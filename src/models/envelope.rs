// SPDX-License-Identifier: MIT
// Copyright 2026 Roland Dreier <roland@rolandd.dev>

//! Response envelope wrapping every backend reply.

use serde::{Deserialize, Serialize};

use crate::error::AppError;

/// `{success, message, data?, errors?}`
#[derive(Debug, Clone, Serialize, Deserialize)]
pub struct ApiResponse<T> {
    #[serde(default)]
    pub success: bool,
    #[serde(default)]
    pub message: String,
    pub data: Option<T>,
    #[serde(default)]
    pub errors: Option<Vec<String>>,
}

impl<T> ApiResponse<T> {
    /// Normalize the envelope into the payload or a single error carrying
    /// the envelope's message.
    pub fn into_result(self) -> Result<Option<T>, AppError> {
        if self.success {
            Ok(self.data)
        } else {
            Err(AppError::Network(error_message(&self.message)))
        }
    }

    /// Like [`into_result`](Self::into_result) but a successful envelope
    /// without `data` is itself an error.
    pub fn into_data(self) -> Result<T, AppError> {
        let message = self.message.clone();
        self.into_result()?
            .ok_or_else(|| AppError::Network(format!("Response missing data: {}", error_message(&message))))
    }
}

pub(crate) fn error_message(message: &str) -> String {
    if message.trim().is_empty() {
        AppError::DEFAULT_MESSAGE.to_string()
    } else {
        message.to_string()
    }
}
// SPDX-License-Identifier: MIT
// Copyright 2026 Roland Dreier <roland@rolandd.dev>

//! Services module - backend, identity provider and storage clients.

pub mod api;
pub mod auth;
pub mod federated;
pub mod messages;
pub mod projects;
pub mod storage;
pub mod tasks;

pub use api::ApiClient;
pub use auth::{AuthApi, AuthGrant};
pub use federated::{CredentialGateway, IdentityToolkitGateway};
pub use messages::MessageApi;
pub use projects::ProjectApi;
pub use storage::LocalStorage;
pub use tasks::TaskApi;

—————

=== TASK ===
Extract every entry above as it appears.

=== WRITTEN RESPONSE ===
filename src/models/envelope.rs
// SPDX-License-Identifier: MIT
// Copyright 2026 Roland Dreier <roland@rolandd.dev>

//! Response envelope wrapping every backend reply.

use serde::{Deserialize, Serialize};

use crate::error::AppError;

/// `{success, message, data?, errors?}`
#[derive(Debug, Clone, Serialize, Deserialize)]
pub struct ApiResponse<T> {
    #[serde(default)]
    pub success: bool,
    #[serde(default)]
    pub message: String,
    pub data: Option<T>,
    #[serde(default)]
    pub errors: Option<Vec<String>>,
}

impl<T> ApiResponse<T> {
    /// Normalize the envelope into the payload or a single error carrying
    /// the envelope's message.
    pub fn into_result(self) -> Result<Option<T>, AppError> {
        if self.success {
            Ok(self.data)
        } else {
            Err(AppError::Network(error_message(&self.message)))
        }
    }

    /// Like [`into_result`](Self::into_result) but a successful envelope
    /// without `data` is itself an error.
    pub fn into_data(self) -> Result<T, AppError> {
        let message = self.message.clone();
        self.into_result()?
            .ok_or_else(|| AppError::Network(format!("Response missing data: {}", error_message(&message))))
    }
}

pub(crate) fn error_message(message: &str) -> String {
    if message.trim().is_empty() {
        AppError::DEFAULT_MESSAGE.to_string()
    } else {
        message.to_string()
    }
}
// SPDX-License-Identifier: MIT
// Copyright 2026 Roland Dreier <roland@rolandd.dev>

//! Services module - backend, identity provider and storage clients.

pub mod api;
pub mod auth;
pub mod federated;
pub mod messages;
pub mod projects;
pub mod storage;
pub mod tasks;

pub use api::ApiClient;
pub use auth::{AuthApi, AuthGrant};
pub use federated::{CredentialGateway, IdentityToolkitGateway};
pub use messages::MessageApi;
pub use projects::ProjectApi;
pub use storage::LocalStorage;
pub use tasks::TaskApi;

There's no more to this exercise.